You didn't specify price, steel or anything else but height so, known by the youtube cooking channel of the same name:

https://trendyjoys.com/products/almazan-serbian-chef-knife?variant=20439989289058&utm_medium=cpc&utm_source=google&utm_campaign=Google Shopping

Consider also a Chinese chef knife/cleaver.
https://www.japaneseknifeimports.com/collections/cleavers
https://www.japaneseknifeimports.com/collections/cleavers


----------



## millionsknives (Apr 25, 2014)

55mm is the tallest one i've found

https://www.japaneseknifeimports.co...nless-clad-carbon-kiritsuke-shaped-wa-santoku


----------



## Uzumakiman (Jun 16, 2019)

I would ask why you feel the need to not have a shun. I actually have that knife and for some odd reason (probably the wide body) i really enjoy using the knife even though I HATE santoku blades. It seems to make it much easier for fast, thin chopping. So why the hate on shun? It's a great knife and exactly what you're looking for.


----------



## Seoul Food (Sep 17, 2018)

Uzumakiman said:


> I would ask why you feel the need to not have a shun. I actually have that knife and for some odd reason (probably the wide body) i really enjoy using the knife even though I HATE santoku blades. It seems to make it much easier for fast, thin chopping. So why the hate on shun? It's a great knife and exactly what you're looking for.

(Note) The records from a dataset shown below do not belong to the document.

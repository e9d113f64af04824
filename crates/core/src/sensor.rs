//! Sensor readings pushed by the bins and the fill-level rules derived
//! from them.
//!
//! The ultrasonic sensor measures the distance from the lid to the top of
//! the rubbish, so a *smaller* distance means a fuller bin.

use serde::{Deserialize, Serialize};
use serde_json::{Map, Value};

use crate::error::CoreError;
use crate::types::Timestamp;
use crate::urgency::IndicatorColor;

// ---------------------------------------------------------------------------
// Fill level
// ---------------------------------------------------------------------------

/// Distance reading (mm) of an empty bin.
pub const EMPTY_DISTANCE_MM: f64 = 150.0;
/// Distance reading (mm) of a full bin.
pub const FULL_DISTANCE_MM: f64 = 20.0;

/// Fill level above which a bin needs collecting.
pub const FULL_THRESHOLD_PCT: u8 = 70;
/// Fill level above which a bin is almost full.
pub const ALMOST_FULL_THRESHOLD_PCT: u8 = 40;

/// Convert a distance reading into a fill percentage in `0..=100`.
///
/// `round((EMPTY - d) / (EMPTY - FULL) * 100)`, clamped.
pub fn fill_level_from_distance(distance_mm: f64) -> u8 {
    let ratio = (EMPTY_DISTANCE_MM - distance_mm) / (EMPTY_DISTANCE_MM - FULL_DISTANCE_MM);
    // NaN saturates to 0 on the cast.
    (ratio * 100.0).round().clamp(0.0, 100.0) as u8
}

/// Coarse bin status derived from the fill level.
#[derive(Debug, Clone, Copy, PartialEq, Eq, Serialize)]
#[serde(rename_all = "snake_case")]
pub enum FillStatus {
    Empty,
    AlmostFull,
    Full,
}

impl FillStatus {
    pub fn from_fill_level(fill_pct: u8) -> Self {
        if fill_pct > FULL_THRESHOLD_PCT {
            Self::Full
        } else if fill_pct > ALMOST_FULL_THRESHOLD_PCT {
            Self::AlmostFull
        } else {
            Self::Empty
        }
    }

    pub fn label(self) -> &'static str {
        match self {
            Self::Full => "Full (needs collection)",
            Self::AlmostFull => "Almost full",
            Self::Empty => "Empty",
        }
    }

    pub fn color(self) -> IndicatorColor {
        match self {
            Self::Full => IndicatorColor::Red,
            Self::AlmostFull => IndicatorColor::Yellow,
            Self::Empty => IndicatorColor::Green,
        }
    }
}

// ---------------------------------------------------------------------------
// Live readings
// ---------------------------------------------------------------------------

/// The known measurement fields of a sensor payload.
///
/// Devices are not consistent about key names, hence the aliases. Keys
/// that match none of the known fields land in [`extra`](Self::extra).
#[derive(Debug, Clone, Default, PartialEq, Serialize, Deserialize)]
pub struct SensorValues {
    #[serde(default, skip_serializing_if = "Option::is_none")]
    pub temperature: Option<f64>,
    #[serde(default, skip_serializing_if = "Option::is_none")]
    pub humidity: Option<f64>,
    #[serde(default, skip_serializing_if = "Option::is_none")]
    pub pressure: Option<f64>,
    #[serde(default, skip_serializing_if = "Option::is_none")]
    pub light: Option<f64>,
    #[serde(default, skip_serializing_if = "Option::is_none")]
    pub motion: Option<bool>,
    #[serde(default, alias = "d", alias = "dist", skip_serializing_if = "Option::is_none")]
    pub distance: Option<f64>,
    #[serde(default, alias = "g", skip_serializing_if = "Option::is_none")]
    pub gas: Option<f64>,
    #[serde(
        default,
        alias = "isDetectedHuman",
        skip_serializing_if = "Option::is_none"
    )]
    pub is_detected_human: Option<bool>,
    #[serde(default, alias = "lat", skip_serializing_if = "Option::is_none")]
    pub latitude: Option<f64>,
    #[serde(default, alias = "lon", alias = "lng", skip_serializing_if = "Option::is_none")]
    pub longitude: Option<f64>,
    #[serde(default, alias = "nodeName", skip_serializing_if = "Option::is_none")]
    pub node: Option<String>,
    /// Unrecognized keys, kept verbatim.
    #[serde(flatten)]
    pub extra: Map<String, Value>,
}

/// One reading received over the live channel.
#[derive(Debug, Clone, PartialEq, Serialize)]
pub struct SensorReading {
    /// Locally generated id, unique per received reading.
    pub id: String,
    pub received_at: Timestamp,
    #[serde(flatten)]
    pub values: SensorValues,
}

impl SensorReading {
    /// Build a reading from a live-channel payload.
    ///
    /// The payload must be a JSON object; known keys with the wrong type
    /// are rejected.
    pub fn from_payload(payload: &Value, received_at: Timestamp) -> Result<Self, CoreError> {
        if !payload.is_object() {
            return Err(CoreError::MalformedPayload(format!(
                "expected a JSON object, got {payload}"
            )));
        }
        let values = SensorValues::deserialize(payload)
            .map_err(|e| CoreError::MalformedPayload(e.to_string()))?;
        Ok(Self {
            id: uuid::Uuid::new_v4().to_string(),
            received_at,
            values,
        })
    }

    /// Fill level derived from the distance field, if present.
    pub fn fill_level(&self) -> Option<u8> {
        self.values.distance.map(fill_level_from_distance)
    }

    /// Look up a measurement by key, falling back to the extra map.
    pub fn value(&self, key: &str) -> Option<Value> {
        let v = &self.values;
        let known = match key {
            "temperature" => v.temperature.map(Value::from),
            "humidity" => v.humidity.map(Value::from),
            "pressure" => v.pressure.map(Value::from),
            "light" => v.light.map(Value::from),
            "motion" => v.motion.map(Value::from),
            "distance" => v.distance.map(Value::from),
            "gas" => v.gas.map(Value::from),
            "is_detected_human" => v.is_detected_human.map(Value::from),
            "latitude" => v.latitude.map(Value::from),
            "longitude" => v.longitude.map(Value::from),
            "node" => v.node.clone().map(Value::from),
            _ => None,
        };
        known.or_else(|| v.extra.get(key).cloned())
    }
}

/// Format a measurement for display, choosing the unit from the key name.
pub fn format_value(key: &str, value: &Value) -> String {
    match value {
        Value::Number(n) => {
            let n = n.as_f64().unwrap_or_default();
            let key = key.to_ascii_lowercase();
            if key.contains("temp") {
                format!("{n:.2}°C")
            } else if key.contains("humid") {
                format!("{n:.1}%")
            } else if key.contains("press") {
                format!("{n:.2} hPa")
            } else if key.contains("light") {
                format!("{n:.0} lux")
            } else {
                format!("{n:.2}")
            }
        }
        Value::Bool(true) => "Yes".to_string(),
        Value::Bool(false) => "No".to_string(),
        Value::String(s) => s.clone(),
        other => other.to_string(),
    }
}
//! Source of the bearer token attached to authenticated backend calls.

/// Anything that can supply the current bearer token.
///
/// The session store implements this so the REST client always reads the
/// token of the live session instead of holding a stale copy.
pub trait TokenProvider: Send + Sync {
    /// The current access token, or `None` when nobody is logged in.
    fn bearer_token(&self) -> Option<String>;
}

/// A fixed token, for unauthenticated clients and tests.
#[derive(Debug, Clone, Default)]
pub struct StaticToken(pub Option<String>);

impl StaticToken {
    pub fn none() -> Self {
        Self(None)
    }

    pub fn new(token: impl Into<String>) -> Self {
        Self(Some(token.into()))
    }
}

impl TokenProvider for StaticToken {
    fn bearer_token(&self) -> Option<String> {
        self.0.clone()
    }
}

Everyone has their preferences on brands, styles, ect. He may dislike the Shun for the very reasons you like it. Although a knife may fall into the specs he was looking for, it doesn't mean that is is necessarily the best knife for him.


----------



## rick alan (Nov 15, 2012)

@Uzumakiman , just how much experience do you think you have with performance knives? Shun aren't terrible knives, they are just terribly overpriced for what they are. Simple as that.


----------



## Uzumakiman (Jun 16, 2019)

Im not claiming to be any expert. But there were no specifics as to why not that specific knife even though it met the criteria, just that it needed to be a different company. I'm just simply asking. Maybe theres something about the company i dont know and could learn something.


----------



## brianshaw (Dec 18, 2010)

Uzumakiman said:


> Im not claiming to be any expert. But there were no specifics as to why not that specific knife even though it met the criteria, just that it needed to be a different company. I'm just simply asking. Maybe theres something about the company i dont know and could learn something.


Welcome to ChefTalk!


----------



## rick alan (Nov 15, 2012)

Uzumakiman said:


> Im not claiming to be any expert. But there were no specifics as to why not that specific knife even though it met the criteria, just that it needed to be a different company. I'm just simply asking. Maybe theres something about the company i dont know and could learn something.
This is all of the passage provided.